**Your assignment:**
With the line containing "the §7 error taxonomy." as the start and the line containing "back on the" as the end, transcribe that span of the entries below exactly, including both.
————
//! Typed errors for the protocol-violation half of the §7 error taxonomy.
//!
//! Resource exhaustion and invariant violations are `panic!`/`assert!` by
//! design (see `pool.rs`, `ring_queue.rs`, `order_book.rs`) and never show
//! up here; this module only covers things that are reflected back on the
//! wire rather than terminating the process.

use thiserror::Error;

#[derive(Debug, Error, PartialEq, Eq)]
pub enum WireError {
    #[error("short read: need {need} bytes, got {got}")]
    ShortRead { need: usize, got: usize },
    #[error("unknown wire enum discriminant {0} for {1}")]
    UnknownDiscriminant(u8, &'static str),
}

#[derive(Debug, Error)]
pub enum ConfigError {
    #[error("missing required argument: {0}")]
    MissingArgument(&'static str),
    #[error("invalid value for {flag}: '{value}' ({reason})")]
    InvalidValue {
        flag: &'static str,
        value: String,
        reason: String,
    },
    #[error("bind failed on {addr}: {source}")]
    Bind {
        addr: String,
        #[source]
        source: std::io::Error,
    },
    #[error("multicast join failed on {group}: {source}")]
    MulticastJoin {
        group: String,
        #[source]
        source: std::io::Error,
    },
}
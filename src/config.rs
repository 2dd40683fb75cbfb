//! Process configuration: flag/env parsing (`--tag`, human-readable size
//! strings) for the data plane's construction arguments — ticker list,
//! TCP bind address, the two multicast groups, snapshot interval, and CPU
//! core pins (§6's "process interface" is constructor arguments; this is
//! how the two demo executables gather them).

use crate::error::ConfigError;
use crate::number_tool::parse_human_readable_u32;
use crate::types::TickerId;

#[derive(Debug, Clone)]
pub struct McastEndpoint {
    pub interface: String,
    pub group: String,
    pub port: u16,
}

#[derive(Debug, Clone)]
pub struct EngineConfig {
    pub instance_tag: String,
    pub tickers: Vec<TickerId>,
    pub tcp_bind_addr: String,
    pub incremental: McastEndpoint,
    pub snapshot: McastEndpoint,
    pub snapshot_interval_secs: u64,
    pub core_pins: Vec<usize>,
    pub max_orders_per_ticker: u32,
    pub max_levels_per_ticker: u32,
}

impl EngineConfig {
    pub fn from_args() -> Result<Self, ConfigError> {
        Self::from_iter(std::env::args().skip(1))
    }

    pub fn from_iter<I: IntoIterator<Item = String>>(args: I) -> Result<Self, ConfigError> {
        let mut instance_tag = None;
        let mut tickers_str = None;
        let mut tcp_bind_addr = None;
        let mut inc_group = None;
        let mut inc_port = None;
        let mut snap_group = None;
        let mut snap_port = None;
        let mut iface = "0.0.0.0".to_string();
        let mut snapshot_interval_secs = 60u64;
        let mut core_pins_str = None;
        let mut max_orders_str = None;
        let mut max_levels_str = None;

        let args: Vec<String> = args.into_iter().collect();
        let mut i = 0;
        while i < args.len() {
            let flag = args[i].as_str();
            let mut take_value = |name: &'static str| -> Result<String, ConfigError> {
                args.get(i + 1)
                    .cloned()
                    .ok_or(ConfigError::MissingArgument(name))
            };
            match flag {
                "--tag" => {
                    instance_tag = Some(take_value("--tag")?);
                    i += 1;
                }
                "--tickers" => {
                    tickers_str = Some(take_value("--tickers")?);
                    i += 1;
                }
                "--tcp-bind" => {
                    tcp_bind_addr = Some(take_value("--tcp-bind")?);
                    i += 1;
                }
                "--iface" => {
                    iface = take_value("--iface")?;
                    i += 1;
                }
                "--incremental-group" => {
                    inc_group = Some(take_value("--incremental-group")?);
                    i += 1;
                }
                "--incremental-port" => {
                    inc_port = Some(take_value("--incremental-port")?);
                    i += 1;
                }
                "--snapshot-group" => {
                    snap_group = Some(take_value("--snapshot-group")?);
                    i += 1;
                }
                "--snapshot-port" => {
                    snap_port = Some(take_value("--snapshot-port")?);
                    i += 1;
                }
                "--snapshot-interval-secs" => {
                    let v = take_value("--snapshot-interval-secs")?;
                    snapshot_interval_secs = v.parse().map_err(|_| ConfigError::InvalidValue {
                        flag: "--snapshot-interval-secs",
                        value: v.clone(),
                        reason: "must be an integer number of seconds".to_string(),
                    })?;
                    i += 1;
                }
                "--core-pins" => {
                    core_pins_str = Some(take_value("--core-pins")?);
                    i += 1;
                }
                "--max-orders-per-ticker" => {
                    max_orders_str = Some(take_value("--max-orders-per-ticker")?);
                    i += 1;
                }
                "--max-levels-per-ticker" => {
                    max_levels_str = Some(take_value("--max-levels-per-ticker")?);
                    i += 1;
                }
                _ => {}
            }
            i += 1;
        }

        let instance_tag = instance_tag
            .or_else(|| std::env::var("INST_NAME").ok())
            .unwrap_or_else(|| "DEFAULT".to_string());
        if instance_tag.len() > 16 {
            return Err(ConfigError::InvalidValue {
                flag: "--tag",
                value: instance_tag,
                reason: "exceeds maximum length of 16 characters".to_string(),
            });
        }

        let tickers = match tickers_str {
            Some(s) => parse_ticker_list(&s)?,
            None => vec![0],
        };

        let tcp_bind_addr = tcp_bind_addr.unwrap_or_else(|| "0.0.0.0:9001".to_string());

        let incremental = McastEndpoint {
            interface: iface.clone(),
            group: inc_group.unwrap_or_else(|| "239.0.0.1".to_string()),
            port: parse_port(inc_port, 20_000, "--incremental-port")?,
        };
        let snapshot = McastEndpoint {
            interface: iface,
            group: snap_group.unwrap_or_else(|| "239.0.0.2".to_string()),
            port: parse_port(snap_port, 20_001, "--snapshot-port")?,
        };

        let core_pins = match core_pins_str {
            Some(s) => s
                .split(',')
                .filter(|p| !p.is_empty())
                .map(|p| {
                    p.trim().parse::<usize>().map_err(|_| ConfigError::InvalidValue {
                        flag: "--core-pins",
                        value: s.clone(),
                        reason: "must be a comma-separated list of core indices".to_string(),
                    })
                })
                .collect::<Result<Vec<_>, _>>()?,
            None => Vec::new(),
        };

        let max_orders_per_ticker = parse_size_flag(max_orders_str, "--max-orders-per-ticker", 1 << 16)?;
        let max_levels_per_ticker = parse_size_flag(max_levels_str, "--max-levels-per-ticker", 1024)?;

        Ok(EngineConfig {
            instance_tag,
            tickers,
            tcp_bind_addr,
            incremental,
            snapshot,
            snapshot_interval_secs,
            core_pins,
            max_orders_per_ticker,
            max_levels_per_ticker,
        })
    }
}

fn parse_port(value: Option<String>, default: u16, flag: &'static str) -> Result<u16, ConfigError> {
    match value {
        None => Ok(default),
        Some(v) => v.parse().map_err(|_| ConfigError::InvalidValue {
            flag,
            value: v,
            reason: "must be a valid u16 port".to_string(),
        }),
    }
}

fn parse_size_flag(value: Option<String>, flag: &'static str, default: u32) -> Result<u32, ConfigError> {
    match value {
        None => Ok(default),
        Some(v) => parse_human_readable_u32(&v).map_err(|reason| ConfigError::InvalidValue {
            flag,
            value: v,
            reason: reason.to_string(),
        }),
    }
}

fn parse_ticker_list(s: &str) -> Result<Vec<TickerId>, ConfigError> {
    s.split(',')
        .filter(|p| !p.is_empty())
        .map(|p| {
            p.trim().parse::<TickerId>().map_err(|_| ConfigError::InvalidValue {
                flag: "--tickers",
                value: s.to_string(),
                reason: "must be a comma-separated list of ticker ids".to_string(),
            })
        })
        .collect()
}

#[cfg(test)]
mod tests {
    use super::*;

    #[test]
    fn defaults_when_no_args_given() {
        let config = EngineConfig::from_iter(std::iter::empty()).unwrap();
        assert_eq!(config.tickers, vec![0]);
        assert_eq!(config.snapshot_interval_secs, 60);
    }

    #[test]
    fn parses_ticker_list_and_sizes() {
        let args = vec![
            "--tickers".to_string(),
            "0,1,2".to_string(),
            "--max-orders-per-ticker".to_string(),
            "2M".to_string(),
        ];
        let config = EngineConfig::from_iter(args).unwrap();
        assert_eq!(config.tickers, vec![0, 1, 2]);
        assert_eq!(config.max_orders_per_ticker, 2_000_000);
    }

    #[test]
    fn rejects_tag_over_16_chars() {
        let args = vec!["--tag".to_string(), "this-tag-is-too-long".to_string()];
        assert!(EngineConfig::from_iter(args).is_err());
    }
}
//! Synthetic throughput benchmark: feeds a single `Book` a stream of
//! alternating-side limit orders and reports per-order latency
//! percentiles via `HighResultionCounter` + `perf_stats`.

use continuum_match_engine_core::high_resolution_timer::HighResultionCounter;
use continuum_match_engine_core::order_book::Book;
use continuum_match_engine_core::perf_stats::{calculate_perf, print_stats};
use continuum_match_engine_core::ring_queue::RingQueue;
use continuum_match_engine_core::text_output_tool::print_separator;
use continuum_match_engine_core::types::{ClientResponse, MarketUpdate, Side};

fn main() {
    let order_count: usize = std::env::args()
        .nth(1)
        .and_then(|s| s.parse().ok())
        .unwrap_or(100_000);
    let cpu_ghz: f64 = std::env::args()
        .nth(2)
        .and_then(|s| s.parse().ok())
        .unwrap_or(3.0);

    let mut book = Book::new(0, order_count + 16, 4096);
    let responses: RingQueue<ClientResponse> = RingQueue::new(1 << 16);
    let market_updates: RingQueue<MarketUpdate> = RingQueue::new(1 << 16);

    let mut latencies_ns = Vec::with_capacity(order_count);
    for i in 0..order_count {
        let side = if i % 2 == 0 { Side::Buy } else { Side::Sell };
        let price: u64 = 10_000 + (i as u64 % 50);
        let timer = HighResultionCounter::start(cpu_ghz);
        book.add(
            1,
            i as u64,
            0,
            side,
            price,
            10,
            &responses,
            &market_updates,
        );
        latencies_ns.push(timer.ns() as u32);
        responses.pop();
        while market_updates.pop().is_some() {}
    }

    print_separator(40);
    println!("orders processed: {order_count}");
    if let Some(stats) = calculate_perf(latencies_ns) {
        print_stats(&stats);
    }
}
————
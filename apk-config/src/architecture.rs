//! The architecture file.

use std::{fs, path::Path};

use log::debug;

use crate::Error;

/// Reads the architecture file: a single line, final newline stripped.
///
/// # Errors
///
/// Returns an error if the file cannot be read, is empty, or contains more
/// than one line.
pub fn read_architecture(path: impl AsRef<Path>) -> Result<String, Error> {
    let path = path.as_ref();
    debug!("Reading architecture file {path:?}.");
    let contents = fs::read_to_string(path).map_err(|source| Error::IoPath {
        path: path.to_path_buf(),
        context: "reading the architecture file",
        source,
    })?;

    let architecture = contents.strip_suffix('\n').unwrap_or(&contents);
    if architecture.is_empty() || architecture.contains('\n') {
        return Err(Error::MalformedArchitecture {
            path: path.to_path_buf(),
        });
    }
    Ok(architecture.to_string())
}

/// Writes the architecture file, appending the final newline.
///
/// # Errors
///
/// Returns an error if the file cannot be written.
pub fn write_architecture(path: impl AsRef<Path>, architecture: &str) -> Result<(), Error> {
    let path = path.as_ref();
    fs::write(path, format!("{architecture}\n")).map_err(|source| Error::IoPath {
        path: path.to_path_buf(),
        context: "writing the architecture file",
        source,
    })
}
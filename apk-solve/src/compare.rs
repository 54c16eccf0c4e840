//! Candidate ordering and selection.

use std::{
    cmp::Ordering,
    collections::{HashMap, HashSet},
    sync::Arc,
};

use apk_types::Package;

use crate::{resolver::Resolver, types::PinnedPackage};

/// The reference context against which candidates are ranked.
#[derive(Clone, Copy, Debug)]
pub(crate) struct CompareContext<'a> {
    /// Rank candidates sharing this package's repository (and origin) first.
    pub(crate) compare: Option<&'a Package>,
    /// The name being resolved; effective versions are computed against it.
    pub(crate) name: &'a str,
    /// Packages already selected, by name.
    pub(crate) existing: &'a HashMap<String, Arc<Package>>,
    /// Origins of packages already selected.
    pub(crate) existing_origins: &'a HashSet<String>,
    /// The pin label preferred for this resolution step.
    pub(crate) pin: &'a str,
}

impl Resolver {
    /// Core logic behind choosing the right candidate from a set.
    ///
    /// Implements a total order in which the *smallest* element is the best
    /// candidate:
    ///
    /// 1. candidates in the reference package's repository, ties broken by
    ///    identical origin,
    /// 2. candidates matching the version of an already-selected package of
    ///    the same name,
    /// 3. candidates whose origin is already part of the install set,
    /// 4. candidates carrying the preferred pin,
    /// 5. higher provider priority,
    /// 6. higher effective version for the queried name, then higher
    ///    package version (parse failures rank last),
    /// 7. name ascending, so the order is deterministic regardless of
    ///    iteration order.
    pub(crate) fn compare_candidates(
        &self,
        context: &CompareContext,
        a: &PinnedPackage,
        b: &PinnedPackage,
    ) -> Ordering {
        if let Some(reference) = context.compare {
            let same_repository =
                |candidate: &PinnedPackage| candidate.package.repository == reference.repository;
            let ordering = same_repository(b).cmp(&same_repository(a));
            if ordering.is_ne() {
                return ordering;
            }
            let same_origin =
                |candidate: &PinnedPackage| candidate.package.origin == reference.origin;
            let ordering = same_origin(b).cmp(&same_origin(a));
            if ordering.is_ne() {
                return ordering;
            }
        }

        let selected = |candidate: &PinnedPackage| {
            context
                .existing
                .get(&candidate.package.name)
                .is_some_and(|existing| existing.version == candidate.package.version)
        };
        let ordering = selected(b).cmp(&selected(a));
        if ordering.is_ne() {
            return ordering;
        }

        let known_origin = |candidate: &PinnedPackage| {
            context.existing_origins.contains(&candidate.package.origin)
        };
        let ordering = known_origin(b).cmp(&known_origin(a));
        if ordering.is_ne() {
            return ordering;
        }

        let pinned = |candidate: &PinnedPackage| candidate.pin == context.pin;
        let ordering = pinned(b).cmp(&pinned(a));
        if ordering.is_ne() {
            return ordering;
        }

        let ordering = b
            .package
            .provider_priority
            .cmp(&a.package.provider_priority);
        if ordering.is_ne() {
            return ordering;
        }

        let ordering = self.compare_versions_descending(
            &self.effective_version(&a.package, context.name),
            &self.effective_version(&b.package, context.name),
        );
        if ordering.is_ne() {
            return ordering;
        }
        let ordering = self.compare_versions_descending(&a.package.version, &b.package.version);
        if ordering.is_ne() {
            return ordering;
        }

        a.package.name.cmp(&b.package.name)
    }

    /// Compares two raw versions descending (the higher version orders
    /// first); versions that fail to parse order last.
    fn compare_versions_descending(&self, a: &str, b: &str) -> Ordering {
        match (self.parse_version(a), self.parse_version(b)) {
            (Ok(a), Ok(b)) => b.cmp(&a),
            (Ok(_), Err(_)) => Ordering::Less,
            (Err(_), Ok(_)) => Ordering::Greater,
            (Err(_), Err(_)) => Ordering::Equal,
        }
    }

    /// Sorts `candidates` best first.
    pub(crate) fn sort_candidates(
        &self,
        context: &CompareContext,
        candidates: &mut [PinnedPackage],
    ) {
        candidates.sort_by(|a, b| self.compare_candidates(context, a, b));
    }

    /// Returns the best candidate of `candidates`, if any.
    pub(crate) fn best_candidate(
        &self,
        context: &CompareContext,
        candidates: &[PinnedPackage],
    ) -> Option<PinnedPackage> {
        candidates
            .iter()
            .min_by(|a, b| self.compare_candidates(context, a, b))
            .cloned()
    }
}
————
**Response:**
//! Typed errors for the protocol-violation half of the §7 error taxonomy.
//!
//! Resource exhaustion and invariant violations are `panic!`/`assert!` by
//! design (see `pool.rs`, `ring_queue.rs`, `order_book.rs`) and never show
//! up here; this module only covers things that are reflected back on the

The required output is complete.